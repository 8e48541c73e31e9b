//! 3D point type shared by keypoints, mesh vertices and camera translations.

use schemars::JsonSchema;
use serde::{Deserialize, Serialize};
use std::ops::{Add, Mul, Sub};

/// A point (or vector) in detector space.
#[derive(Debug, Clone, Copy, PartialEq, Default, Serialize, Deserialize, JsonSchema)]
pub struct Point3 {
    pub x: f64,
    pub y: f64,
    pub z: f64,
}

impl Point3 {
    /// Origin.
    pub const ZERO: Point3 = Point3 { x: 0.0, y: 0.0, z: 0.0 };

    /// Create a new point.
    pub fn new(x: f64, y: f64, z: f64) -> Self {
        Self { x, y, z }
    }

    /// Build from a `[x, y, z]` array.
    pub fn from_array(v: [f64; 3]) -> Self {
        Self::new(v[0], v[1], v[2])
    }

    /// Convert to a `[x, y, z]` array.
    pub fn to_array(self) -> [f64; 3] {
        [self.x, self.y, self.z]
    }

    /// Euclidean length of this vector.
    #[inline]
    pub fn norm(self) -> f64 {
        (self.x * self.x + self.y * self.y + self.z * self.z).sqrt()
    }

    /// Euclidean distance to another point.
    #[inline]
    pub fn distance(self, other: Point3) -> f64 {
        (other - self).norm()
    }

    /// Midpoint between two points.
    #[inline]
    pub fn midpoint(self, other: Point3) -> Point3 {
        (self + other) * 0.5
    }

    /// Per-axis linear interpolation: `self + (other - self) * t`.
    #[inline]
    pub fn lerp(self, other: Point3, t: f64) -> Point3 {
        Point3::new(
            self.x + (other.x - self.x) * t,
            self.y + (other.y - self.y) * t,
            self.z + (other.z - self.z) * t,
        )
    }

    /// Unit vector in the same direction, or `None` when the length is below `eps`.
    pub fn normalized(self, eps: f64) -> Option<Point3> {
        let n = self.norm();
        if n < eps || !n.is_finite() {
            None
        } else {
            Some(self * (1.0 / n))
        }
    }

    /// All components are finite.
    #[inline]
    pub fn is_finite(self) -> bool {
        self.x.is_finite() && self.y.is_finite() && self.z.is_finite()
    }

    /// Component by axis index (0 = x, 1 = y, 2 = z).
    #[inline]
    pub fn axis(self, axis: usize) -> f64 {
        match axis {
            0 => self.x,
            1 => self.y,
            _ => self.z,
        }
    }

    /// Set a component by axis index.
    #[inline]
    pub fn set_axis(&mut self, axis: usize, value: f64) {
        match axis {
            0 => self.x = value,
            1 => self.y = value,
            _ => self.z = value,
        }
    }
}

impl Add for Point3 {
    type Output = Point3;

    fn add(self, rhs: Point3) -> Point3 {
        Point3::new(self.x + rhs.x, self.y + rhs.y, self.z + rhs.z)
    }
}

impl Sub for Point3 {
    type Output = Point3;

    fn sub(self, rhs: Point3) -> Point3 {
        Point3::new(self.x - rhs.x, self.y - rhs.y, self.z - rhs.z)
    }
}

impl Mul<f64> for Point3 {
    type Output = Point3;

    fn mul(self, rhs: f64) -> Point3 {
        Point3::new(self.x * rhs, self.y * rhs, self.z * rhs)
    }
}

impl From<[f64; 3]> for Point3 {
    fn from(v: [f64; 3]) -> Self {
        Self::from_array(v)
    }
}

-=-=-

[Activity]: Nothing in the entries should be left out; please reproduce them all exactly.

[Completed exercise]:
repository 8e48541c73e31e9b
//! 3D point type shared by keypoints, mesh vertices and camera translations.

use schemars::JsonSchema;
use serde::{Deserialize, Serialize};
use std::ops::{Add, Mul, Sub};

/// A point (or vector) in detector space.
#[derive(Debug, Clone, Copy, PartialEq, Default, Serialize, Deserialize, JsonSchema)]
pub struct Point3 {
    pub x: f64,
    pub y: f64,
    pub z: f64,
}

impl Point3 {
    /// Origin.
    pub const ZERO: Point3 = Point3 { x: 0.0, y: 0.0, z: 0.0 };

    /// Create a new point.
    pub fn new(x: f64, y: f64, z: f64) -> Self {
        Self { x, y, z }
    }

    /// Build from a `[x, y, z]` array.
    pub fn from_array(v: [f64; 3]) -> Self {
        Self::new(v[0], v[1], v[2])
    }

    /// Convert to a `[x, y, z]` array.
    pub fn to_array(self) -> [f64; 3] {
        [self.x, self.y, self.z]
    }

    /// Euclidean length of this vector.
    #[inline]
    pub fn norm(self) -> f64 {
        (self.x * self.x + self.y * self.y + self.z * self.z).sqrt()
    }

    /// Euclidean distance to another point.
    #[inline]
    pub fn distance(self, other: Point3) -> f64 {
        (other - self).norm()
    }

    /// Midpoint between two points.
    #[inline]
    pub fn midpoint(self, other: Point3) -> Point3 {
        (self + other) * 0.5
    }

    /// Per-axis linear interpolation: `self + (other - self) * t`.
    #[inline]
    pub fn lerp(self, other: Point3, t: f64) -> Point3 {
        Point3::new(
            self.x + (other.x - self.x) * t,
            self.y + (other.y - self.y) * t,
            self.z + (other.z - self.z) * t,
        )
    }

    /// Unit vector in the same direction, or `None` when the length is below `eps`.
    pub fn normalized(self, eps: f64) -> Option<Point3> {
        let n = self.norm();
        if n < eps || !n.is_finite() {
            None
        } else {
            Some(self * (1.0 / n))
        }
    }

    /// All components are finite.
    #[inline]
    pub fn is_finite(self) -> bool {
        self.x.is_finite() && self.y.is_finite() && self.z.is_finite()
    }

    /// Component by axis index (0 = x, 1 = y, 2 = z).
    #[inline]
    pub fn axis(self, axis: usize) -> f64 {
        match axis {
            0 => self.x,
            1 => self.y,
            _ => self.z,
        }
    }

    /// Set a component by axis index.
    #[inline]
    pub fn set_axis(&mut self, axis: usize, value: f64) {
        match axis {
            0 => self.x = value,
            1 => self.y = value,
            _ => self.z = value,
        }
    }
}

impl Add for Point3 {
    type Output = Point3;

    fn add(self, rhs: Point3) -> Point3 {
        Point3::new(self.x + rhs.x, self.y + rhs.y, self.z + rhs.z)
    }
}

impl Sub for Point3 {
    type Output = Point3;

    fn sub(self, rhs: Point3) -> Point3 {
        Point3::new(self.x - rhs.x, self.y - rhs.y, self.z - rhs.z)
    }
}

impl Mul<f64> for Point3 {
    type Output = Point3;

    fn mul(self, rhs: f64) -> Point3 {
        Point3::new(self.x * rhs, self.y * rhs, self.z * rhs)
    }
}

impl From<[f64; 3]> for Point3 {
    fn from(v: [f64; 3]) -> Self {
        Self::from_array(v)
    }
}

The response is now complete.